Je revis mes années d’enfance passionnantes, inoubliables. J’habitais un village situé dans l’arrière-pays de la côte sud-est de la Chine. C’était aux alentours de l’année 1900, l’impératrice douairière mandchoue était toujours sur le trône, et les meurs n’avaient pas encore changé.

par Lin Yutang

Aussi loin que remontent mes souvenirs, alors que j’avais quatre ou cinq ans, je « sentais », des semaines à l’avance, venir le Nouvel An tout comme un enfant occidental pressent l’approche des prodiges de Noël.

Chez nous, pas de courses dans les magasins, pas de paquets. Mais pour faire le nienkao (gâteau du Nouvel An composé de farine de riz, de navets et de crevettes séchées), ma mère broyait du riz dans notre moulin. C’était là un grand événement pour un enfant, puisqu’il n’avait lieu qu’une fois l’an. Mes sœurs aidaient notre mère à manœuvrer le petit moulin, fait de deux meules horizontales d’une cinquantaine de centimètres de diamètre, celle du dessus étant entraînée par un axe-manivelle de bois accroché au plafond. C’était une opération très délicate, et fort amusante. Un petit trou était pratiqué dans la meule supérieure ; et tandis que l’un faisait tourner la pierre d’un mouvement circulaire, l’autre, à l’aide d’une cuillère de porcelaine, versait adroitement du riz et de l’eau dans le trou au moment précis où celui-ci passait devant lui. Naturellement, je voulais moi aussi mettre du riz dans le trou. Et il se peut que j’aie cassé quelques cuillères...

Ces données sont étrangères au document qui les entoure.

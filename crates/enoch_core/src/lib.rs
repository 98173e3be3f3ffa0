//! Enoch calendar core: sampling, root-finding, epoch resolution, and
//! the day-by-day calendar builder.
//!
//! The exact path uses the ephemeris oracle for equinoxes and sunsets;
//! every step has an approximate fallback (NOAA sunset, fixed equinox
//! offset, synodic lunar model) so a year can always be produced, with
//! the degradation recorded in a [`QualityLog`].

pub mod calendar;
pub mod epoch;
mod error;
mod quality;
pub mod rootfind;
mod sampler;
pub mod zodiac;

pub use calendar::{BuildOptions, DayRecord, build_days};
pub use epoch::{EnochDate, EnochEpoch, MONTH_LENGTHS, enoch_date_at, resolve_epoch};
pub use error::CoreError;
pub use quality::QualityLog;
pub use sampler::{LunarState, SunMoonSampler, UT_TO_TT_DAYS};
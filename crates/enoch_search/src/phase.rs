//! Lunar phase event scanning.
//!
//! Samples the phase angle at a coarse step and bisects each wrapped
//! residual crossing against the four target angles {0, 90, 180, 270}.

use enoch_core::SunMoonSampler;
use enoch_core::rootfind::{BisectConfig, bisect_wrapped, is_genuine_crossing, wrap_pm180};

use crate::error::SearchError;
use crate::events::{PhaseEvent, PhaseKind};

/// Phase scan tuning.
#[derive(Debug, Clone, Copy, PartialEq)]
pub struct PhaseConfig {
    /// Coarse sample step in hours. The phase angle advances ~12.2 deg/day,
    /// so 6-hour steps bracket every crossing with ample margin.
    pub step_hours: f64,
    /// Bisection residual tolerance in degrees.
    pub refine_tol_deg: f64,
    pub max_iterations: u32,
}

impl Default for PhaseConfig {
    fn default() -> Self {
        Self {
            step_hours: 6.0,
            refine_tol_deg: 1e-3,
            max_iterations: 20,
        }
    }
}

impl PhaseConfig {
    pub fn validate(&self) -> Result<(), &'static str> {
        if !(self.step_hours > 0.0 && self.step_hours <= 24.0) {
            return Err("step_hours must be in (0, 24]");
        }
        if !(self.refine_tol_deg > 0.0) {
            return Err("refine_tol_deg must be positive");
        }
        if self.max_iterations == 0 {
            return Err("max_iterations must be at least 1");
        }
        Ok(())
    }
}

const TARGETS: [PhaseKind; 4] = [
    PhaseKind::New,
    PhaseKind::FirstQuarter,
    PhaseKind::Full,
    PhaseKind::LastQuarter,
];

/// Scan `[jd_start, jd_end]` for all lunar phase events.
///
/// Events are returned in time order. `supermoon` is left false here;
/// tagging against perigees happens after the distance scan.
pub fn scan_phase_events(
    sampler: &SunMoonSampler<'_>,
    jd_start: f64,
    jd_end: f64,
    config: &PhaseConfig,
) -> Result<Vec<PhaseEvent>, SearchError> {
    config.validate().map_err(SearchError::InvalidConfig)?;
    if jd_end <= jd_start {
        return Err(SearchError::InvalidConfig("jd_end must be after jd_start"));
    }

    let step = config.step_hours / 24.0;
    let bisect = BisectConfig {
        tol_f: config.refine_tol_deg,
        tol_t: 60.0 / 86_400.0,
        max_iterations: config.max_iterations,
    };

    let mut events = Vec::new();
    let residual = |kind: PhaseKind, jd: f64| wrap_pm180(sampler.phase_deg(jd) - kind.target_deg());

    for kind in TARGETS {
        let mut t_prev = jd_start;
        let mut f_prev = residual(kind, t_prev);
        loop {
            let t_curr = (t_prev + step).min(jd_end);
            let f_curr = residual(kind, t_curr);

            if is_genuine_crossing(f_prev, f_curr) {
                let (jd, _) = bisect_wrapped(|t| residual(kind, t), t_prev, t_curr, &bisect);
                if jd >= jd_start && jd <= jd_end {
                    events.push(PhaseEvent {
                        kind,
                        jd,
                        supermoon: false,
                    });
                }
            }

            if t_curr >= jd_end {
                break;
            }
            t_prev = t_curr;
            f_prev = f_curr;
        }
    }

    events.sort_by(|a, b| a.jd.total_cmp(&b.jd));
    Ok(events)
}

/// Tag full moons whose nearest perigee lies within `window_days`.
pub fn tag_supermoons(events: &mut [PhaseEvent], perigee_jds: &[f64], window_days: f64) {
    for ev in events.iter_mut() {
        if ev.kind != PhaseKind::Full {
            continue;
        }
        let near = perigee_jds
            .iter()
            .any(|p| (p - ev.jd).abs() <= window_days);
        ev.supermoon = near;
    }
}
//! Ephemeris oracle seam and bundled low-precision backend.
//!
//! The rest of the engine consumes positions through the [`Ephemeris`]
//! trait: ecliptic longitude, latitude, and distance for a body at a
//! Julian Day. A production deployment plugs a high-precision kernel in
//! here; [`AnalyticEphemeris`] is a self-contained truncated-series
//! backend good to a few arcminutes, which is enough for calendar and
//! event-scan work and requires no data files.

mod analytic;
mod body;
mod coord;
mod ephemeris;
pub mod houses;
pub mod noaa;
pub mod riseset;

pub use analytic::AnalyticEphemeris;
pub use body::Body;
pub use coord::{EclipticCoord, GeoCoordinate};
pub use ephemeris::{Ephemeris, EphemerisError};

/// Astronomical unit in kilometres (IAU 2012).
pub const AU_KM: f64 = 149_597_870.7;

Je me souviens aussi que je m’endormais en dépit de tous mes efforts pour me tenir éveillé jusqu’à la dernière heure de l’année qui finissait. Car la coutume voulait que toute la famille fasse la veillée après un somptueux dîner où figurait toujours, outre les palourdes frites, une farce spéciale que ma mère ne faisait qu’une fois l’an. Elle était composée de divers ingrédients hachés menu, réduits en pâte et enveloppés dans la membrane graisseuse du péritoine d’un porc. Des chandelles rouges étincelaient sur la table placée contre le mur. Nous chantions des hymnes et disions des prières, car nous étions chrétiens. Mon père, qui était d’un naturel jovial, lançait des plaisanteries pour ma plus grande joie et celle de mes nombreux frères et sœurs. Puis mes yeux se fermaient et le lendemain matin, à mon réveil, ma première réaction consciente était un sentiment d’attente pour ce qui ressemblait aux souliers de Noël. Ce n’était pas un soulier, mais une robe de satin noir à bon marché, surmontée d’une veste rose foncé, que les petits enfants ne pouvaient porter qu’une fois dans l’année, à l’occasion du Nouvel An. Mon père et ma mère étaient éveillés depuis l’aube, tout habillés, mais toujours au lit, attendant que leurs enfants viennent les saluer. Prétendant que les autres étaient déjà prêts, ma deuxième sœur m’aidait à enfiler précipitamment ma robe neuve pour que, tous ensemble, nous allions nous incliner devant nos parents. Puis, tandis que les adultes se rendaient des visites de Nouvel An, nous autres, enfants, nous faisions partir des pétards.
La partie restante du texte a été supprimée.